Encana Executive Curses On Conference Call, Company Apologizes [CORRECTED]

CEO Calls Analyst 'F***ing Asshole'
close up image of a man in...
close up image of a man in...

(Please note this story contains language that may offend some readers)

CALGARY, Alberta (Reuters) - Encana Corp, Canada's largest natural gas producer, apologized on Thursday because one of its executives cursed after an analyst asked about whether new Canadian investment rules would prohibit its takeover by foreign state-owned entities.

When asked the question by Canaccord Genuity analyst Phil Skolnick, interim CEO Clayton Woitas said: "The answer would be no." Then, in a whispered comment that was clearly audible on a replay of the call, someone can be heard saying, "fucking asshole."

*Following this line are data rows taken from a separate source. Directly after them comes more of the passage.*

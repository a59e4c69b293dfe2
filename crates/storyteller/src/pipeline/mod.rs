pub mod context;
pub mod error;
pub mod runner;

pub use context::PipelineContext;
pub use error::PipelineError;
pub use runner::{JobOutcome, Pipeline};
//! Helpers for keeping span attributes and log lines free of user data.
//!
//! Job records carry usernames, emails and free-text prompts written by
//! parents. Spans get file names and short previews only.

use std::path::Path;

/// Returns only the filename component of a path (no directory).
pub fn redact_path(path: &Path) -> String {
    path.file_name()
        .and_then(|n| n.to_str())
        .unwrap_or("<unknown>")
        .to_string()
}

/// Masks the local part of an email address: `alice@example.com` → `a****@example.com`.
pub fn redact_email(email: &str) -> String {
    match email.split_once('@') {
        Some((local, domain)) => {
            let first: String = local.chars().take(1).collect();
            format!("{}****@{}", first, domain)
        }
        None => "****".to_string(),
    }
}

/// First `max_chars` characters of `text`, with an ellipsis when truncated.
pub fn preview(text: &str, max_chars: usize) -> String {
    let mut chars = text.chars();
    let head: String = chars.by_ref().take(max_chars).collect();
    if chars.next().is_some() {
        format!("{}…", head)
    } else {
        head
    }
}
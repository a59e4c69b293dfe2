use reqwest::blocking::Client;
use secrecy::{ExposeSecret, SecretString};
use serde::Serialize;
use tracing::{debug, error, instrument};

use super::{voice_for, AudioError, SpeechSynthesizer};
use crate::config::ElevenLabsConfig;

pub const ELEVENLABS_BASE_URL: &str = "https://api.elevenlabs.io/v1";
const PROVIDER: &str = "elevenlabs";

#[derive(Debug, Serialize)]
struct TextToSpeechRequest<'a> {
    text: &'a str,
    model_id: &'a str,
}

pub struct ElevenLabsSpeech {
    http: Client,
    base_url: String,
    api_key: SecretString,
    config: ElevenLabsConfig,
    max_chars: usize,
}

impl ElevenLabsSpeech {
    pub fn new(
        http: Client,
        base_url: Option<&str>,
        api_key: SecretString,
        config: ElevenLabsConfig,
        max_chars: usize,
    ) -> Self {
        Self {
            http,
            base_url: base_url.unwrap_or(ELEVENLABS_BASE_URL).to_string(),
            api_key,
            config,
            max_chars,
        }
    }
}

impl SpeechSynthesizer for ElevenLabsSpeech {
    fn provider(&self) -> &str {
        PROVIDER
    }

    fn max_chars(&self) -> usize {
        self.max_chars
    }

    #[instrument(skip_all, fields(language = %language, chars = text.chars().count()))]
    fn synthesize(&self, text: &str, language: &str) -> Result<Vec<u8>, AudioError> {
        let voice = voice_for(&self.config.voices, &self.config.default_voice, language);
        let url = crate::generation::endpoint(&self.base_url, &format!("text-to-speech/{}", voice));
        debug!(voice, "Requesting speech");

        let response = self
            .http
            .post(&url)
            .query(&[("output_format", self.config.output_format.as_str())])
            .header("xi-api-key", self.api_key.expose_secret())
            .header("accept", "audio/mpeg")
            .json(&TextToSpeechRequest {
                text,
                model_id: &self.config.model,
            })
            .send()
            .map_err(|e| AudioError::from_reqwest(PROVIDER, e))?;

        let status = response.status();
        if !status.is_success() {
            let message = response.text().unwrap_or_default();
            error!(status = %status, "ElevenLabs returned error");
            return Err(AudioError::Api {
                provider: PROVIDER.to_string(),
                status: status.as_u16(),
                message,
            });
        }

        let bytes = response
            .bytes()
            .map_err(|e| AudioError::from_reqwest(PROVIDER, e))?;
        if bytes.is_empty() {
            return Err(AudioError::EmptyAudio {
                provider: PROVIDER.to_string(),
            });
        }
        Ok(bytes.to_vec())
    }
}

#[cfg(test)]
mod tests {
    use super::*;
    use httpmock::prelude::*;
    use std::time::Duration;

    #[test]
    fn test_synthesize_posts_to_voice_endpoint() {
        let server = MockServer::start();
        let mock = server.mock(|when, then| {
            when.method(POST)
                .path("/text-to-speech/voice-it")
                .query_param("output_format", "mp3_44100_128")
                .header("xi-api-key", "el-test")
                .body_contains("\"model_id\":\"eleven_multilingual_v2\"");
            then.status(200).body(b"mp3-bytes".as_slice());
        });

        let mut config = ElevenLabsConfig::default();
        config
            .voices
            .insert("it".to_string(), "voice-it".to_string());
        let http = crate::generation::http_client(Duration::from_secs(5), Duration::from_secs(5))
            .unwrap();
        let speech = ElevenLabsSpeech::new(
            http,
            Some(&server.base_url()),
            SecretString::from("el-test".to_string()),
            config,
            4000,
        );

        let bytes = speech.synthesize("C'era una volta.", "it").unwrap();
        mock.assert();
        assert_eq!(bytes, b"mp3-bytes");
    }
}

"Something like that should never have been said and we're sorry about it," Jay Averill, a spokesman for the company, said.

Averill said about 20 Encana executives had been gathered in a room with microphones to discuss the company's fourth-quarter profit report with analysts and the media. The spokesman said he was unable to say which one of them uttered the expletive or whether it was directed at Skolnick.

Skolnick, a Canaccord Genuity managing director and head of Canadian energy equity research for the investment bank, could not be immediately reached for comment.

Woitas took over as interim chief executive just over a month ago after then-CEO Randy Eresman suddenly retired.

Eresman, who led the Calgary, Alberta-based company for seven years, faced criticism from investors because of poor share price performance and a U.S. Department of Justice probe into whether the company illegally colluded with Chesapeake Energy Corp to lower the price of Michigan exploration lands.

Encana's shares dropped 6.6 percent on Thursday as investors were disappointed by the company's oil production forecast. They closed on the Toronto Stock Exchange at C$18.20, a 10-month low. Skolnick has a "hold" rating on the stock with a target price of $21.50 a share.

The new foreign investment rules specifically cover Canadian oil sands producers rather than all energy producers.

It is not the first time that open microphones have proved problematic for corporate executives. In 2007, the CEO of U.S. student lender SLM Corp, Albert Lord, was caught saying at the end of a testy conference call: "There's no questions - let's get the fuck out of here."

Lord subsequently apologized, saying he recognized his "comments were offensive."

And in taped comments in 2001, then-Enron CEO Jeffrey Skilling mockingly thanked an analyst for a question on a conference call, ending with the clearly audible word: "Asshole."

The abusive comment was subsequently seen by short sellers as a sign of how much pressure Skilling was under at the time as Enron's accounts, which were later discovered to be fraudulent, began to unravel.

"If I could go back and redo things, I would not have used the term that I used," Skilling, who is currently serving a prison sentence for his role in the Enron scandal, later told a Congressional hearing.

(Reporting by Scott Haggett; Editing by Martin Howell and Leslie Gevirtz)

CORRECTION: An earlier headline said that the cursing executive was CEO of the company. It is unknown which executive swore.